ABOUT THIS EXERCISE
Give each record below again, without a single difference.

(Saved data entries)
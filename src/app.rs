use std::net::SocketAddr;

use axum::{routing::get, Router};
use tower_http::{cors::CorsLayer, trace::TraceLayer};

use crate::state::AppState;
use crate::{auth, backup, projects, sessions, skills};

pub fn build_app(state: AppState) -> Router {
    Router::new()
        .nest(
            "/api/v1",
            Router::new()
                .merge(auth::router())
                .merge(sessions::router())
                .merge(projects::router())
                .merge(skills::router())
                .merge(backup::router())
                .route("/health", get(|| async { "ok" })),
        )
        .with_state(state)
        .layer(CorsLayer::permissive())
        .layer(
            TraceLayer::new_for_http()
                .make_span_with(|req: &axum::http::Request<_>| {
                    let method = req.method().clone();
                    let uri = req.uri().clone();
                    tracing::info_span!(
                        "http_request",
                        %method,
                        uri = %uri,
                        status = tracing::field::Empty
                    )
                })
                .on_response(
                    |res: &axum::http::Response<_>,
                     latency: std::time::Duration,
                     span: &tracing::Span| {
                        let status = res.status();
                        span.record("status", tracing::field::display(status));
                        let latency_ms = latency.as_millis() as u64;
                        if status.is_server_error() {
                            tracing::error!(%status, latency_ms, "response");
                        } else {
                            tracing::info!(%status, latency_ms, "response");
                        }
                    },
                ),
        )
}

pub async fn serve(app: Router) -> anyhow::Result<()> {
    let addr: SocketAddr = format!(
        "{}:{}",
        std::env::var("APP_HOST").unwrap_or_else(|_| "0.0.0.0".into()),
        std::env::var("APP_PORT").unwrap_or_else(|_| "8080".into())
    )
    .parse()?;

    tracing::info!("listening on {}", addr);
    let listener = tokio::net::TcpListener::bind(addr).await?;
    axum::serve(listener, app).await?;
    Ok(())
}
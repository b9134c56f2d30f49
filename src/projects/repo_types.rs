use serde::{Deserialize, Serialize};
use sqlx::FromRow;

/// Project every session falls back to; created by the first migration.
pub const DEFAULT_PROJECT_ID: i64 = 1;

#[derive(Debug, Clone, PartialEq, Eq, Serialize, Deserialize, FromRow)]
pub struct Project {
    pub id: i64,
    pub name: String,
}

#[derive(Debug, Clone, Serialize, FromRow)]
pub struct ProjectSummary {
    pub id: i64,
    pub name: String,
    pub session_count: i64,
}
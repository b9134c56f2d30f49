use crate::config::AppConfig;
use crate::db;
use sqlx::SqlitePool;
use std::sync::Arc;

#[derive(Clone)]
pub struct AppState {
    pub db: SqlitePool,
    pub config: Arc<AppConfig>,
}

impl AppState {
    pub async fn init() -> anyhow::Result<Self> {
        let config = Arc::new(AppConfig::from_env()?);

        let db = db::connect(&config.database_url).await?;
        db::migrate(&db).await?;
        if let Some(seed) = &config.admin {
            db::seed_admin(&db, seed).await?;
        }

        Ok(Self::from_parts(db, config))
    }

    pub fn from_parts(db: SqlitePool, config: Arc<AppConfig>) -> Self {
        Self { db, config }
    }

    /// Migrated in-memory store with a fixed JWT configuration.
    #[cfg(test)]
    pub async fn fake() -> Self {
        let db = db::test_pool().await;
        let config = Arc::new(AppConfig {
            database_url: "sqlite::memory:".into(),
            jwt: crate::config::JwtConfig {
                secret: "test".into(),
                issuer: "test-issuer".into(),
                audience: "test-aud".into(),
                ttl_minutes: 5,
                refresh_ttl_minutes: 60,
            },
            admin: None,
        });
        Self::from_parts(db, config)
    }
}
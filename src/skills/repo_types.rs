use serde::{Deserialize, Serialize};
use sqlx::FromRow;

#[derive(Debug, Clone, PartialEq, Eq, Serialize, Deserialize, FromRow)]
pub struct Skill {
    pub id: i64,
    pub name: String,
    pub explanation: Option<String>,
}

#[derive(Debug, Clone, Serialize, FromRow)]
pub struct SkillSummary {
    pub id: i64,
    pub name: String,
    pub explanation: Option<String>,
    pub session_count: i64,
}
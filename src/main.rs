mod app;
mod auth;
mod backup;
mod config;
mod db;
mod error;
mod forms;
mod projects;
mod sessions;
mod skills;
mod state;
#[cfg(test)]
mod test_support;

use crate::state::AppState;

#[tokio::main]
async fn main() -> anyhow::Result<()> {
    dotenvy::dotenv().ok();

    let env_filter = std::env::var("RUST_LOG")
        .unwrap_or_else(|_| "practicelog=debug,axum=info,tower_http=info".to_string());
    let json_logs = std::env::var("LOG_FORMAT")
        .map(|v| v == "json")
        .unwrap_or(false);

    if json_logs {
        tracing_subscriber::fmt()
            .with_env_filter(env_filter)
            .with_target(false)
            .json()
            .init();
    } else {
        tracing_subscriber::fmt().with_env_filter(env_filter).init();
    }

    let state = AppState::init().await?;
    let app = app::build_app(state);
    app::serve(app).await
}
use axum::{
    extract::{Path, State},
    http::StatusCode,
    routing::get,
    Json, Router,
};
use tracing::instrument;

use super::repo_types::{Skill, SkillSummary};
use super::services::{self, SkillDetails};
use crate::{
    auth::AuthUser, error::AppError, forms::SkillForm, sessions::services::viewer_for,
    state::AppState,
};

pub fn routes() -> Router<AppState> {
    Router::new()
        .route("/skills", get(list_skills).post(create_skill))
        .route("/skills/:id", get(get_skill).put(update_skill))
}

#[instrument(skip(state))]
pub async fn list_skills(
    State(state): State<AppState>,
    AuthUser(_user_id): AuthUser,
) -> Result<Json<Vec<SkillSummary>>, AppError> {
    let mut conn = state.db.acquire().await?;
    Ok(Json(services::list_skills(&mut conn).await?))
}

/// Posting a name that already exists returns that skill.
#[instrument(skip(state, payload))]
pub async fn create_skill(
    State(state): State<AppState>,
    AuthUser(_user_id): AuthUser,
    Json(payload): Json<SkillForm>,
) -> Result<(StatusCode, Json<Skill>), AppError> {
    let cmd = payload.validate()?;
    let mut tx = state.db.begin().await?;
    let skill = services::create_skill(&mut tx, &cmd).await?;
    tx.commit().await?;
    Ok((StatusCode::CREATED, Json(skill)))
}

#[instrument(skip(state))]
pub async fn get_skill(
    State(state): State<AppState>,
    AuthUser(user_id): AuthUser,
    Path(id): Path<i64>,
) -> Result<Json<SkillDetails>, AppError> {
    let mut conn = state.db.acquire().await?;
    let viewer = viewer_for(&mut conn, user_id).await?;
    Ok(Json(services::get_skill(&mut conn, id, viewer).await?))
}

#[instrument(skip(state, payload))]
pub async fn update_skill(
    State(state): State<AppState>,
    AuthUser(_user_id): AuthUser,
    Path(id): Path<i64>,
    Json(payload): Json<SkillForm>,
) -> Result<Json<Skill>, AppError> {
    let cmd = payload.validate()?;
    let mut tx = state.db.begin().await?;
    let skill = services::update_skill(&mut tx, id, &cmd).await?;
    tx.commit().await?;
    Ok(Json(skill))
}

YOUR RESPONSE
filename src/app.rs
use std::net::SocketAddr;

use axum::{routing::get, Router};
use tower_http::{cors::CorsLayer, trace::TraceLayer};

use crate::state::AppState;
use crate::{auth, backup, projects, sessions, skills};

pub fn build_app(state: AppState) -> Router {
    Router::new()
        .nest(
            "/api/v1",
            Router::new()
                .merge(auth::router())
                .merge(sessions::router())
                .merge(projects::router())
                .merge(skills::router())
                .merge(backup::router())
                .route("/health", get(|| async { "ok" })),
        )
        .with_state(state)
        .layer(CorsLayer::permissive())
        .layer(
            TraceLayer::new_for_http()
                .make_span_with(|req: &axum::http::Request<_>| {
                    let method = req.method().clone();
                    let uri = req.uri().clone();
                    tracing::info_span!(
                        "http_request",
                        %method,
                        uri = %uri,
                        status = tracing::field::Empty
                    )
                })
                .on_response(
                    |res: &axum::http::Response<_>,
                     latency: std::time::Duration,
                     span: &tracing::Span| {
                        let status = res.status();
                        span.record("status", tracing::field::display(status));
                        let latency_ms = latency.as_millis() as u64;
                        if status.is_server_error() {
                            tracing::error!(%status, latency_ms, "response");
                        } else {
                            tracing::info!(%status, latency_ms, "response");
                        }
                    },
                ),
        )
}

pub async fn serve(app: Router) -> anyhow::Result<()> {
    let addr: SocketAddr = format!(
        "{}:{}",
        std::env::var("APP_HOST").unwrap_or_else(|_| "0.0.0.0".into()),
        std::env::var("APP_PORT").unwrap_or_else(|_| "8080".into())
    )
    .parse()?;

    tracing::info!("listening on {}", addr);
    let listener = tokio::net::TcpListener::bind(addr).await?;
    axum::serve(listener, app).await?;
    Ok(())
}
repository b9134c56f2d30f49
filename src/projects/repo_types.rs
use serde::{Deserialize, Serialize};
use sqlx::FromRow;

/// Project every session falls back to; created by the first migration.
pub const DEFAULT_PROJECT_ID: i64 = 1;

#[derive(Debug, Clone, PartialEq, Eq, Serialize, Deserialize, FromRow)]
pub struct Project {
    pub id: i64,
    pub name: String,
}

#[derive(Debug, Clone, Serialize, FromRow)]
pub struct ProjectSummary {
    pub id: i64,
    pub name: String,
    pub session_count: i64,
}
repository b9134c56f2d30f49
use crate::config::AppConfig;
use crate::db;
use sqlx::SqlitePool;
use std::sync::Arc;

#[derive(Clone)]
pub struct AppState {
    pub db: SqlitePool,
    pub config: Arc<AppConfig>,
}

impl AppState {
    pub async fn init() -> anyhow::Result<Self> {
        let config = Arc::new(AppConfig::from_env()?);

        let db = db::connect(&config.database_url).await?;
        db::migrate(&db).await?;
        if let Some(seed) = &config.admin {
            db::seed_admin(&db, seed).await?;
        }

        Ok(Self::from_parts(db, config))
    }

    pub fn from_parts(db: SqlitePool, config: Arc<AppConfig>) -> Self {
        Self { db, config }
    }

    /// Migrated in-memory store with a fixed JWT configuration.
    #[cfg(test)]
    pub async fn fake() -> Self {
        let db = db::test_pool().await;
        let config = Arc::new(AppConfig {
            database_url: "sqlite::memory:".into(),
            jwt: crate::config::JwtConfig {
                secret: "test".into(),
                issuer: "test-issuer".into(),
                audience: "test-aud".into(),
                ttl_minutes: 5,
                refresh_ttl_minutes: 60,
            },
            admin: None,
        });
        Self::from_parts(db, config)
    }
}
filename src/skills/repo_types.rs
use serde::{Deserialize, Serialize};
use sqlx::FromRow;

#[derive(Debug, Clone, PartialEq, Eq, Serialize, Deserialize, FromRow)]
pub struct Skill {
    pub id: i64,
    pub name: String,
    pub explanation: Option<String>,
}

#[derive(Debug, Clone, Serialize, FromRow)]
pub struct SkillSummary {
    pub id: i64,
    pub name: String,
    pub explanation: Option<String>,
    pub session_count: i64,
}
filename src/main.rs
mod app;
mod auth;
mod backup;
mod config;
mod db;
mod error;
mod forms;
mod projects;
mod sessions;
mod skills;
mod state;
#[cfg(test)]
mod test_support;

use crate::state::AppState;

#[tokio::main]
async fn main() -> anyhow::Result<()> {
    dotenvy::dotenv().ok();

    let env_filter = std::env::var("RUST_LOG")
        .unwrap_or_else(|_| "practicelog=debug,axum=info,tower_http=info".to_string());
    let json_logs = std::env::var("LOG_FORMAT")
        .map(|v| v == "json")
        .unwrap_or(false);

    if json_logs {
        tracing_subscriber::fmt()
            .with_env_filter(env_filter)
            .with_target(false)
            .json()
            .init();
    } else {
        tracing_subscriber::fmt().with_env_filter(env_filter).init();
    }

    let state = AppState::init().await?;
    let app = app::build_app(state);
    app::serve(app).await
}
use axum::{
    extract::{Path, State},
    http::StatusCode,
    routing::get,
    Json, Router,
};
use tracing::instrument;

use super::repo_types::{Skill, SkillSummary};
use super::services::{self, SkillDetails};
use crate::{
    auth::AuthUser, error::AppError, forms::SkillForm, sessions::services::viewer_for,
    state::AppState,
};

pub fn routes() -> Router<AppState> {
    Router::new()
        .route("/skills", get(list_skills).post(create_skill))
        .route("/skills/:id", get(get_skill).put(update_skill))
}

#[instrument(skip(state))]
pub async fn list_skills(
    State(state): State<AppState>,
    AuthUser(_user_id): AuthUser,
) -> Result<Json<Vec<SkillSummary>>, AppError> {
    let mut conn = state.db.acquire().await?;
    Ok(Json(services::list_skills(&mut conn).await?))
}

/// Posting a name that already exists returns that skill.
#[instrument(skip(state, payload))]
pub async fn create_skill(
    State(state): State<AppState>,
    AuthUser(_user_id): AuthUser,
    Json(payload): Json<SkillForm>,
) -> Result<(StatusCode, Json<Skill>), AppError> {
    let cmd = payload.validate()?;
    let mut tx = state.db.begin().await?;
    let skill = services::create_skill(&mut tx, &cmd).await?;
    tx.commit().await?;
    Ok((StatusCode::CREATED, Json(skill)))
}

#[instrument(skip(state))]
pub async fn get_skill(
    State(state): State<AppState>,
    AuthUser(user_id): AuthUser,
    Path(id): Path<i64>,
) -> Result<Json<SkillDetails>, AppError> {
    let mut conn = state.db.acquire().await?;
    let viewer = viewer_for(&mut conn, user_id).await?;
    Ok(Json(services::get_skill(&mut conn, id, viewer).await?))
}

#[instrument(skip(state, payload))]
pub async fn update_skill(
    State(state): State<AppState>,
    AuthUser(_user_id): AuthUser,
    Path(id): Path<i64>,
    Json(payload): Json<SkillForm>,
) -> Result<Json<Skill>, AppError> {
    let cmd = payload.validate()?;
    let mut tx = state.db.begin().await?;
    let skill = services::update_skill(&mut tx, id, &cmd).await?;
    tx.commit().await?;
    Ok(Json(skill))
}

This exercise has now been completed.